* TASK GOAL: Within the listing below, the lines to output run from the one containing "config.context_window = window;" through the one containing "let content = std::fs::read_to_string(path)"; copy them exactly and nothing else.

BEGIN

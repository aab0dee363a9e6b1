pub mod config;
pub mod disambiguator;
pub mod error;
pub mod file_state;
pub mod matcher;
pub mod normalize;
pub mod operations;
pub mod parser;
pub mod report;
pub mod types;

pub use config::MatchConfig;
pub use error::{PatchError, Result};
pub use operations::{DiskFs, Executor, FileSystem, MemoryFs, Overlay};
pub use parser::parse;
pub use report::{OperationReport, Outcome, Report};
pub use types::{Hunk, HunkLine, MatchCandidate, Operation, OperationKind};

/// Parses `text` and applies every operation to `fs`.
///
/// Only a malformed patch is an `Err`; per-operation failures are in the
/// returned [`Report`].
pub fn apply_patch<F: FileSystem>(text: &str, fs: F, config: &MatchConfig) -> Result<Report> {
    let operations = parse(text)?;
    let mut executor = Executor::new(fs, config.clone());
    Ok(executor.execute(&operations))
}
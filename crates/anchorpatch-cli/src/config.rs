use anchorpatch_core::MatchConfig;
use anyhow::{bail, Context, Result};
use clap::Parser;
use directories::ProjectDirs;
use std::path::{Path, PathBuf};

#[derive(Parser, Debug)]
#[command(
    author,
    version,
    about = "Apply context-anchored patches to a file tree",
    long_about = None
)]
#[command(after_help = r#"EXAMPLES:
    # Apply a patch file in the current directory
    anchorpatch changes.patch

    # Pipe a patch in and apply it below ./project
    cat changes.patch | anchorpatch -C project

    # Check that every hunk resolves without touching anything
    anchorpatch --dry-run changes.patch

PATCH FORMAT:
    *** Begin Patch
    *** Update File: vehicles.py
    @@ class Car:
         def start(self) -> bool:
    -        return True
    +        return self.fuel_level > 0
    *** End Patch

CONFIG:
    Default config location: ~/.config/anchorpatch/config.toml
    Use --ignore-config to use built-in defaults instead."#)]
pub struct Args {
    #[arg(help = "Patch file to apply [default: read from stdin]")]
    pub patch_file: Option<PathBuf>,

    #[arg(long, conflicts_with = "patch_file", help = "Patch text given inline")]
    pub patch: Option<String>,

    #[arg(short = 'C', long, default_value = ".", help = "Directory patch paths are relative to")]
    pub root: PathBuf,

    #[arg(long, help = "Resolve every operation but write nothing")]
    pub dry_run: bool,

    #[arg(
        short,
        long,
        help = "Path to config file [default: ~/.config/anchorpatch/config.toml]"
    )]
    pub config: Option<PathBuf>,

    #[arg(long, help = "Use built-in defaults, ignore config file")]
    pub ignore_config: bool,

    #[arg(long, help = "Minimum fraction of matching lines for a fuzzy match [default: 0.8]")]
    pub threshold: Option<f64>,

    #[arg(long, help = "Lines of surrounding context compared when breaking ties [default: 3]")]
    pub context_window: Option<usize>,

    #[arg(short, long, action = clap::ArgAction::Count, help = "More logging (-v, -vv)")]
    pub verbose: u8,
}

/// Config file (if any), then command-line overrides.
pub fn load_config(args: &Args) -> Result<MatchConfig> {
    let mut config = if args.ignore_config {
        MatchConfig::default()
    } else {
        match &args.config {
            Some(path) => read_config(path)?,
            None => {
                let path = get_default_config_path();
                if path.exists() {
                    read_config(&path)?
                } else {
                    MatchConfig::default()
                }
            }
        }
    };

    if let Some(threshold) = args.threshold {
        config.acceptance_threshold = threshold;
    }
    if let Some(window) = args.context_window {
        config.context_window = window;
    }

    if let Err(reason) = config.validate() {
        bail!("Invalid matching configuration: {reason}");
    }
    Ok(config)
}

fn read_config(path: &Path) -> Result<MatchConfig> {
    let content = std::fs::read_to_string(path)
        .with_context(|| format!("Failed to read config file at {:?}", path))?;
    parse_config(&content).with_context(|| format!("Failed to parse config file at {:?}", path))
}

fn parse_config(content: &str) -> Result<MatchConfig> {
    Ok(toml::from_str(content)?)
}

fn get_default_config_path() -> PathBuf {
    if let Some(proj_dirs) = ProjectDirs::from("", "", "anchorpatch") {
        proj_dirs.config_dir().join("config.toml")
    } else {
        PathBuf::from("config.toml")
    }
}
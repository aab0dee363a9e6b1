use std::ops::Range;

/// In-memory lines of one file. Rendering an unmodified state reproduces the
/// original content byte for byte.
///
/// A file whose every line ends in `\r\n` is split on `\r\n` and rendered
/// back with it, so inserted lines follow the file's convention. Mixed files
/// are split on `\n` and keep any `\r` as part of the line.
#[derive(Debug, Clone, PartialEq, Default)]
pub struct FileState {
    lines: Vec<String>,
    trailing_newline: bool,
    crlf: bool,
}

impl FileState {
    pub fn parse(content: &str) -> Self {
        if content.is_empty() {
            return Self::default();
        }
        let crlf = uses_crlf(content);
        let newline = if crlf { "\r\n" } else { "\n" };
        let (body, trailing_newline) = match content.strip_suffix(newline) {
            Some(body) => (body, true),
            None => (content, false),
        };
        Self {
            lines: body.split(newline).map(|s| s.to_string()).collect(),
            trailing_newline,
            crlf,
        }
    }

    pub fn render(&self) -> String {
        let newline = self.newline();
        let mut out = self.lines.join(newline);
        if self.trailing_newline {
            out.push_str(newline);
        }
        out
    }

    pub fn newline(&self) -> &'static str {
        if self.crlf {
            "\r\n"
        } else {
            "\n"
        }
    }

    pub fn lines(&self) -> &[String] {
        &self.lines
    }

    pub fn len(&self) -> usize {
        self.lines.len()
    }

    pub fn is_empty(&self) -> bool {
        self.lines.is_empty()
    }

    pub fn splice(&mut self, range: Range<usize>, replacement: Vec<String>) {
        self.lines.splice(range, replacement);
    }
}

fn uses_crlf(content: &str) -> bool {
    let bytes = content.as_bytes();
    let mut breaks = bytes
        .iter()
        .enumerate()
        .filter(|&(_, &b)| b == b'\n')
        .peekable();
    breaks.peek().is_some() && breaks.all(|(i, _)| i > 0 && bytes[i - 1] == b'\r')
}
//! Patch text to [`Operation`]s.
//!
//! ```text
//! *** Begin Patch
//! *** Add File: <path>
//! +<line>...
//! *** Delete File: <path>
//! *** Update File: <path>
//! *** Move to: <path>            (optional)
//! @@ <scope, e.g. class Car:>    (optional text)
//!  <context>
//! -<removed>
//! +<added>
//! *** End of File                (optional)
//! *** End Patch
//! ```
//!
//! Anything outside the Begin/End markers is ignored.

pub mod header_parser;
pub mod hunk_parser;

use crate::error::{PatchError, Result};
use crate::types::{Hunk, Operation};
use header_parser::{
    is_begin_patch, is_end_patch, is_no_newline_marker, parse_file_header, parse_move_to,
    validate_path, FileHeader,
};
use hunk_parser::{classify_body_line, HunkBuilder};
use log::debug;
use std::path::PathBuf;

pub fn parse(content: &str) -> Result<Vec<Operation>> {
    let lines: Vec<&str> = content.lines().collect();

    let begin = lines
        .iter()
        .position(|l| is_begin_patch(l))
        .ok_or_else(|| PatchError::malformed(1, "missing '*** Begin Patch'"))?;
    let end = lines
        .iter()
        .rposition(|l| is_end_patch(l))
        .filter(|&end| end > begin)
        .ok_or_else(|| PatchError::malformed(lines.len().max(1), "missing '*** End Patch'"))?;

    let mut operations = Vec::new();
    let mut state = ParserState::Idle;

    for (idx, &raw) in lines.iter().enumerate().take(end).skip(begin + 1) {
        let line_no = idx + 1;

        if let Some((kind, raw_path)) = header_if_allowed(&state, raw) {
            operations.extend(std::mem::take(&mut state).finish()?);
            let path = validate_path(raw_path, line_no)?;
            state = match kind {
                FileHeader::Add => ParserState::InAdd(PendingAdd::new(path)),
                FileHeader::Delete => {
                    operations.push(Operation::Delete { path });
                    ParserState::Idle
                }
                FileHeader::Update => ParserState::InUpdate(PendingUpdate::new(path, line_no)),
            };
            continue;
        }

        match &mut state {
            ParserState::Idle => {
                if !raw.trim().is_empty() {
                    return Err(PatchError::malformed(
                        line_no,
                        format!("expected a file header, found '{}'", raw.trim()),
                    ));
                }
            }
            ParserState::InAdd(add) => add.push(raw, line_no)?,
            ParserState::InUpdate(update) => update.push(raw, line_no)?,
        }
    }

    operations.extend(state.finish()?);
    debug!("parsed {} operation(s)", operations.len());
    Ok(operations)
}

/// Inside an update body only an unindented line can be a header, so context
/// lines that merely contain header text stay context.
fn header_if_allowed<'a>(state: &ParserState, raw: &'a str) -> Option<(FileHeader, &'a str)> {
    match state {
        ParserState::InUpdate(_) if !raw.starts_with("***") => None,
        _ => parse_file_header(raw),
    }
}

#[derive(Default)]
enum ParserState {
    #[default]
    Idle,
    InAdd(PendingAdd),
    InUpdate(PendingUpdate),
}

impl ParserState {
    fn finish(self) -> Result<Vec<Operation>> {
        match self {
            ParserState::Idle => Ok(Vec::new()),
            ParserState::InAdd(add) => Ok(vec![add.finish()]),
            ParserState::InUpdate(update) => update.finish(),
        }
    }
}

struct PendingAdd {
    path: PathBuf,
    lines: Vec<String>,
    blank_run: usize,
    no_newline: bool,
}

impl PendingAdd {
    fn new(path: PathBuf) -> Self {
        Self {
            path,
            lines: Vec::new(),
            blank_run: 0,
            no_newline: false,
        }
    }

    fn push(&mut self, raw: &str, line_no: usize) -> Result<()> {
        if let Some(rest) = raw.strip_prefix('+') {
            // Unprefixed blank lines only count when more content follows.
            self.lines
                .extend(std::iter::repeat(String::new()).take(self.blank_run));
            self.blank_run = 0;
            self.lines.push(rest.to_string());
        } else if raw.trim().is_empty() {
            self.blank_run += 1;
        } else if is_no_newline_marker(raw) {
            self.no_newline = true;
        } else {
            return Err(PatchError::malformed(
                line_no,
                format!("added file lines must start with '+', found '{raw}'"),
            ));
        }
        Ok(())
    }

    fn finish(self) -> Operation {
        let mut content = self.lines.join("\n");
        if !self.no_newline && !self.lines.is_empty() {
            content.push('\n');
        }
        Operation::Add {
            path: self.path,
            content,
        }
    }
}

struct PendingUpdate {
    path: PathBuf,
    header_line: usize,
    move_to: Option<PathBuf>,
    body: HunkBuilder,
}

impl PendingUpdate {
    fn new(path: PathBuf, header_line: usize) -> Self {
        Self {
            path,
            header_line,
            move_to: None,
            body: HunkBuilder::default(),
        }
    }

    fn push(&mut self, raw: &str, line_no: usize) -> Result<()> {
        if let Some(target) = parse_move_to(raw).filter(|_| raw.starts_with("***")) {
            if !self.body.is_empty() || self.move_to.is_some() {
                return Err(PatchError::malformed(
                    line_no,
                    "'*** Move to:' must directly follow its '*** Update File:' header",
                ));
            }
            self.move_to = Some(validate_path(target, line_no)?);
            return Ok(());
        }

        match classify_body_line(raw) {
            Some(body) => {
                self.body.push(body);
                Ok(())
            }
            None => Err(PatchError::malformed(
                line_no,
                format!("unexpected line in update of {}: '{raw}'", self.path.display()),
            )),
        }
    }

    fn finish(self) -> Result<Vec<Operation>> {
        let hunks = self.body.finish();
        for (i, hunk) in hunks.iter().enumerate() {
            if !has_anchor(hunk) {
                return Err(PatchError::malformed(
                    self.header_line,
                    format!(
                        "hunk #{} of {} has no context to anchor it",
                        i + 1,
                        self.path.display()
                    ),
                ));
            }
        }

        if self.move_to.as_ref() == Some(&self.path) {
            return Err(PatchError::malformed(
                self.header_line,
                format!("move source and target are both {}", self.path.display()),
            ));
        }

        match (self.move_to, hunks.is_empty()) {
            (None, true) => Err(PatchError::malformed(
                self.header_line,
                format!("update of {} contains no changes", self.path.display()),
            )),
            (Some(to), true) => Ok(vec![Operation::Move {
                from: self.path,
                to,
            }]),
            (move_to, false) => Ok(vec![Operation::Update {
                path: self.path,
                move_to,
                hunks,
            }]),
        }
    }
}

fn has_anchor(hunk: &Hunk) -> bool {
    hunk.at_eof || !hunk.scope.is_empty() || !hunk.anchor_context().is_empty()
}
use crate::error::PatchError;
use crate::types::OperationKind;
use std::path::PathBuf;

#[derive(Debug)]
pub enum Outcome {
    Applied,
    Failed(PatchError),
}

impl Outcome {
    pub fn is_applied(&self) -> bool {
        matches!(self, Outcome::Applied)
    }
}

/// Result of one operation, in the order the patch declared it.
#[derive(Debug)]
pub struct OperationReport {
    pub kind: OperationKind,
    pub paths: Vec<PathBuf>,
    pub outcome: Outcome,
}

impl OperationReport {
    pub fn describe_paths(&self) -> String {
        self.paths
            .iter()
            .map(|p| p.display().to_string())
            .collect::<Vec<_>>()
            .join(" -> ")
    }
}

#[derive(Debug, Default)]
pub struct Report {
    pub operations: Vec<OperationReport>,
}

impl Report {
    pub fn all_applied(&self) -> bool {
        self.operations.iter().all(|op| op.outcome.is_applied())
    }

    pub fn applied_count(&self) -> usize {
        self.operations
            .iter()
            .filter(|op| op.outcome.is_applied())
            .count()
    }

    pub fn failed_count(&self) -> usize {
        self.operations.len() - self.applied_count()
    }

    pub fn failures(&self) -> impl Iterator<Item = (&OperationReport, &PatchError)> {
        self.operations.iter().filter_map(|op| match &op.outcome {
            Outcome::Failed(err) => Some((op, err)),
            Outcome::Applied => None,
        })
    }
}
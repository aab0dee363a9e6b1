use std::path::PathBuf;
use thiserror::Error;

#[derive(Debug, Error)]
pub enum PatchError {
    #[error("malformed patch at line {line}: {reason}")]
    MalformedPatch { line: usize, reason: String },

    #[error("path not found: {}", .0.display())]
    PathNotFound(PathBuf),

    #[error("path already exists: {}", .0.display())]
    PathExists(PathBuf),

    #[error("hunk #{hunk} did not match: {preview}")]
    NoMatch { hunk: usize, preview: String },

    #[error(
        "hunk #{hunk} is ambiguous, it matches at lines {}; add context that names the enclosing block",
        format_lines(.candidates)
    )]
    AmbiguousMatch { hunk: usize, candidates: Vec<usize> },

    #[error("i/o error on {}: {source}", .path.display())]
    Io {
        path: PathBuf,
        #[source]
        source: std::io::Error,
    },
}

impl PatchError {
    pub(crate) fn malformed(line: usize, reason: impl Into<String>) -> Self {
        PatchError::MalformedPatch {
            line,
            reason: reason.into(),
        }
    }

    pub(crate) fn io(path: impl Into<PathBuf>, source: std::io::Error) -> Self {
        PatchError::Io {
            path: path.into(),
            source,
        }
    }

    /// Tags hunk-level errors with the 1-based hunk number within their update.
    pub(crate) fn for_hunk(self, index: usize) -> Self {
        match self {
            PatchError::NoMatch { preview, .. } => PatchError::NoMatch {
                hunk: index + 1,
                preview,
            },
            PatchError::AmbiguousMatch { candidates, .. } => PatchError::AmbiguousMatch {
                hunk: index + 1,
                candidates,
            },
            other => other,
        }
    }
}

fn format_lines(lines: &[usize]) -> String {
    lines
        .iter()
        .map(|l| l.to_string())
        .collect::<Vec<_>>()
        .join(", ")
}

pub type Result<T, E = PatchError> = std::result::Result<T, E>;
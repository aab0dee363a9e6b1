use serde::Deserialize;

/// Tunables for locating hunks. Defaults were picked against the fixture corpus.
#[derive(Debug, Deserialize, Clone, PartialEq)]
#[serde(default)]
pub struct MatchConfig {
    /// Minimum fraction of fuzzily equal lines for windows longer than
    /// `short_anchor_len`.
    pub acceptance_threshold: f64,
    /// Patterns of this many lines or fewer must match fully.
    pub short_anchor_len: usize,
    /// Lines above and below a candidate compared against the hunk's context.
    pub context_window: usize,
    pub tab_width: usize,
}

impl Default for MatchConfig {
    fn default() -> Self {
        Self {
            acceptance_threshold: 0.8,
            short_anchor_len: 2,
            context_window: 3,
            tab_width: 4,
        }
    }
}

impl MatchConfig {
    /// Score a window of `len` lines must reach to be kept.
    pub fn required_score(&self, len: usize) -> f64 {
        if len <= self.short_anchor_len {
            1.0
        } else {
            self.acceptance_threshold
        }
    }

    pub fn validate(&self) -> Result<(), String> {
        if !(self.acceptance_threshold > 0.0 && self.acceptance_threshold <= 1.0) {
            return Err(format!(
                "acceptance_threshold must be in (0, 1], got {}",
                self.acceptance_threshold
            ));
        }
        if self.tab_width == 0 {
            return Err("tab_width must be at least 1".to_string());
        }
        Ok(())
    }
}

END

* ANSWER SPACE:
        config.context_window = window;
    }

    if let Err(reason) = config.validate() {
        bail!("Invalid matching configuration: {reason}");
    }
    Ok(config)
}

fn read_config(path: &Path) -> Result<MatchConfig> {
    let content = std::fs::read_to_string(path)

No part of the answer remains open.